BEGIN SOURCE DATA

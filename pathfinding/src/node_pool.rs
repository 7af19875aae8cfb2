//! Block-lazy storage for `SearchNode`s, keyed by padded id.
//!
//! Grounded on the teacher's `node_pool/gridpool.rs` and
//! `node_pool/indexpool.rs` (the `SearchNode` field set, `search_id`
//! stamping), but where the teacher's `GridPool`/`IndexPool` allocate the
//! whole backing table up front, this pool allocates in fixed blocks of
//! `BLOCK_SIZE` nodes on first touch, using the arena-of-fixed-size-blocks
//! pattern the teacher's `HashPool` already uses `bumpalo` for (reused
//! here instead of a second bespoke allocator).

use std::ptr::NonNull;

use bumpalo::Bump;

use crate::ids::PaddedId;

/// Nodes per lazily-allocated block.
pub const BLOCK_SIZE: usize = 8;

#[derive(Clone, Copy, Debug)]
pub struct SearchNode {
    pub id: PaddedId,
    pub parent: PaddedId,
    pub g: f64,
    pub f: f64,
    pub ub: f64,
    pub expanded: bool,
    pub search_id: u32,
    pub heap_slot: u32,
}

impl SearchNode {
    fn fresh(id: PaddedId) -> Self {
        SearchNode {
            id,
            parent: PaddedId::NONE,
            g: f64::INFINITY,
            f: f64::INFINITY,
            ub: f64::INFINITY,
            expanded: false,
            search_id: u32::MAX,
            heap_slot: u32::MAX,
        }
    }
}

type Block = [SearchNode; BLOCK_SIZE];

/// Owns every `SearchNode` for one `ExpansionPolicy`. Deliberately unaware
/// of "which search is current" — a node's `search_id` field records the
/// search that last initialised it, and it is the caller's (the search
/// loop's) job to notice a stale id and reinitialise before using a node,
/// the same split the reference engine's `unidirectional_search.h` makes
/// between `NodePool::generate` and `initialise_node_`.
pub struct NodePool {
    blocks: Vec<Option<NonNull<Block>>>,
    arena: Bump,
    max_id: u32,
}

// SAFETY: `blocks` only ever holds pointers into `arena`, which this
// struct owns outright; nothing escapes a `&mut self`/`&self` borrow of
// this type, so the raw pointers never alias a live reference elsewhere.
unsafe impl Send for NodePool {}

impl NodePool {
    pub fn new(max_id: u32) -> Self {
        let nblocks = (max_id as usize + BLOCK_SIZE - 1) / BLOCK_SIZE;
        NodePool {
            blocks: vec![None; nblocks],
            arena: Bump::new(),
            max_id,
        }
    }

    pub fn mem(&self) -> usize {
        self.arena.allocated_bytes()
            + self.blocks.capacity() * std::mem::size_of::<Option<NonNull<Block>>>()
    }

    /// Returns the node for `id`, allocating its containing block on first
    /// touch. Freshly allocated nodes read back with `search_id ==
    /// u32::MAX`, which never matches a real `ProblemInstance::id` (those
    /// start at 1), so the search loop's staleness check fires naturally.
    pub fn generate(&mut self, id: PaddedId) -> &mut SearchNode {
        let idx = id.raw();
        assert!(idx < self.max_id, "padded id {idx} out of bounds for this node pool");
        let block_idx = (idx / BLOCK_SIZE as u32) as usize;
        let slot = (idx % BLOCK_SIZE as u32) as usize;

        let ptr = match self.blocks[block_idx] {
            Some(ptr) => ptr,
            None => {
                let base = block_idx as u32 * BLOCK_SIZE as u32;
                let block: Block = std::array::from_fn(|i| SearchNode::fresh(PaddedId(base + i as u32)));
                let ptr = NonNull::from(self.arena.alloc(block));
                self.blocks[block_idx] = Some(ptr);
                ptr
            }
        };

        // SAFETY: `ptr` was allocated from `self.arena`, which outlives
        // this borrow and never frees or moves individual allocations.
        let block = unsafe { &mut *ptr.as_ptr() };
        &mut block[slot]
    }

    /// The node for `id` if its block has been allocated, regardless of
    /// whether it was touched by the current search.
    pub fn get(&self, id: PaddedId) -> Option<&SearchNode> {
        let idx = id.raw();
        if idx >= self.max_id {
            return None;
        }
        let block_idx = (idx / BLOCK_SIZE as u32) as usize;
        let slot = (idx % BLOCK_SIZE as u32) as usize;
        let ptr = self.blocks.get(block_idx).copied().flatten()?;
        // SAFETY: see `generate`.
        let block = unsafe { &*ptr.as_ptr() };
        Some(&block[slot])
    }
}

#[cfg(test)]
mod tests {
    use super::*;

    #[test]
    fn fresh_node_has_infinite_bounds() {
        let mut pool = NodePool::new(100);
        let n = pool.generate(PaddedId(42));
        assert_eq!(n.g, f64::INFINITY);
        assert_eq!(n.search_id, u32::MAX);
    }

    #[test]
    fn get_before_generate_is_none() {
        let pool = NodePool::new(100);
        assert!(pool.get(PaddedId(5)).is_none());
    }

    #[test]
    fn values_persist_across_calls() {
        let mut pool = NodePool::new(100);
        pool.generate(PaddedId(7)).g = 3.5;
        assert_eq!(pool.get(PaddedId(7)).unwrap().g, 3.5);
    }

    #[test]
    #[should_panic]
    fn out_of_bounds_panics() {
        let mut pool = NodePool::new(10);
        pool.generate(PaddedId(10));
    }
}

END SOURCE DATA

The data must be given again in full, exactly as written.

filename pathfinding/src/node_pool.rs
repository 7af19875aae8cfb2
//! Block-lazy storage for `SearchNode`s, keyed by padded id.
//!
//! Grounded on the teacher's `node_pool/gridpool.rs` and
//! `node_pool/indexpool.rs` (the `SearchNode` field set, `search_id`
//! stamping), but where the teacher's `GridPool`/`IndexPool` allocate the
//! whole backing table up front, this pool allocates in fixed blocks of
//! `BLOCK_SIZE` nodes on first touch, using the arena-of-fixed-size-blocks
//! pattern the teacher's `HashPool` already uses `bumpalo` for (reused
//! here instead of a second bespoke allocator).

use std::ptr::NonNull;

use bumpalo::Bump;

use crate::ids::PaddedId;

/// Nodes per lazily-allocated block.
pub const BLOCK_SIZE: usize = 8;

#[derive(Clone, Copy, Debug)]
pub struct SearchNode {
    pub id: PaddedId,
    pub parent: PaddedId,
    pub g: f64,
    pub f: f64,
    pub ub: f64,
    pub expanded: bool,
    pub search_id: u32,
    pub heap_slot: u32,
}

impl SearchNode {
    fn fresh(id: PaddedId) -> Self {
        SearchNode {
            id,
            parent: PaddedId::NONE,
            g: f64::INFINITY,
            f: f64::INFINITY,
            ub: f64::INFINITY,
            expanded: false,
            search_id: u32::MAX,
            heap_slot: u32::MAX,
        }
    }
}

type Block = [SearchNode; BLOCK_SIZE];

/// Owns every `SearchNode` for one `ExpansionPolicy`. Deliberately unaware
/// of "which search is current" — a node's `search_id` field records the
/// search that last initialised it, and it is the caller's (the search
/// loop's) job to notice a stale id and reinitialise before using a node,
/// the same split the reference engine's `unidirectional_search.h` makes
/// between `NodePool::generate` and `initialise_node_`.
pub struct NodePool {
    blocks: Vec<Option<NonNull<Block>>>,
    arena: Bump,
    max_id: u32,
}

// SAFETY: `blocks` only ever holds pointers into `arena`, which this
// struct owns outright; nothing escapes a `&mut self`/`&self` borrow of
// this type, so the raw pointers never alias a live reference elsewhere.
unsafe impl Send for NodePool {}

impl NodePool {
    pub fn new(max_id: u32) -> Self {
        let nblocks = (max_id as usize + BLOCK_SIZE - 1) / BLOCK_SIZE;
        NodePool {
            blocks: vec![None; nblocks],
            arena: Bump::new(),
            max_id,
        }
    }

    pub fn mem(&self) -> usize {
        self.arena.allocated_bytes()
            + self.blocks.capacity() * std::mem::size_of::<Option<NonNull<Block>>>()
    }

    /// Returns the node for `id`, allocating its containing block on first
    /// touch. Freshly allocated nodes read back with `search_id ==
    /// u32::MAX`, which never matches a real `ProblemInstance::id` (those
    /// start at 1), so the search loop's staleness check fires naturally.
    pub fn generate(&mut self, id: PaddedId) -> &mut SearchNode {
        let idx = id.raw();
        assert!(idx < self.max_id, "padded id {idx} out of bounds for this node pool");
        let block_idx = (idx / BLOCK_SIZE as u32) as usize;
        let slot = (idx % BLOCK_SIZE as u32) as usize;

        let ptr = match self.blocks[block_idx] {
            Some(ptr) => ptr,
            None => {
                let base = block_idx as u32 * BLOCK_SIZE as u32;
                let block: Block = std::array::from_fn(|i| SearchNode::fresh(PaddedId(base + i as u32)));
                let ptr = NonNull::from(self.arena.alloc(block));
                self.blocks[block_idx] = Some(ptr);
                ptr
            }
        };

        // SAFETY: `ptr` was allocated from `self.arena`, which outlives
        // this borrow and never frees or moves individual allocations.
        let block = unsafe { &mut *ptr.as_ptr() };
        &mut block[slot]
    }

    /// The node for `id` if its block has been allocated, regardless of
    /// whether it was touched by the current search.
    pub fn get(&self, id: PaddedId) -> Option<&SearchNode> {
        let idx = id.raw();
        if idx >= self.max_id {
            return None;
        }
        let block_idx = (idx / BLOCK_SIZE as u32) as usize;
        let slot = (idx % BLOCK_SIZE as u32) as usize;
        let ptr = self.blocks.get(block_idx).copied().flatten()?;
        // SAFETY: see `generate`.
        let block = unsafe { &*ptr.as_ptr() };
        Some(&block[slot])
    }
}

#[cfg(test)]
mod tests {
    use super::*;

    #[test]
    fn fresh_node_has_infinite_bounds() {
        let mut pool = NodePool::new(100);
        let n = pool.generate(PaddedId(42));
        assert_eq!(n.g, f64::INFINITY);
        assert_eq!(n.search_id, u32::MAX);
    }

    #[test]
    fn get_before_generate_is_none() {
        let pool = NodePool::new(100);
        assert!(pool.get(PaddedId(5)).is_none());
    }

    #[test]
    fn values_persist_across_calls() {
        let mut pool = NodePool::new(100);
        pool.generate(PaddedId(7)).g = 3.5;
        assert_eq!(pool.get(PaddedId(7)).unwrap().g, 3.5);
    }

    #[test]
    #[should_panic]
    fn out_of_bounds_panics() {
        let mut pool = NodePool::new(10);
        pool.generate(PaddedId(10));
    }
}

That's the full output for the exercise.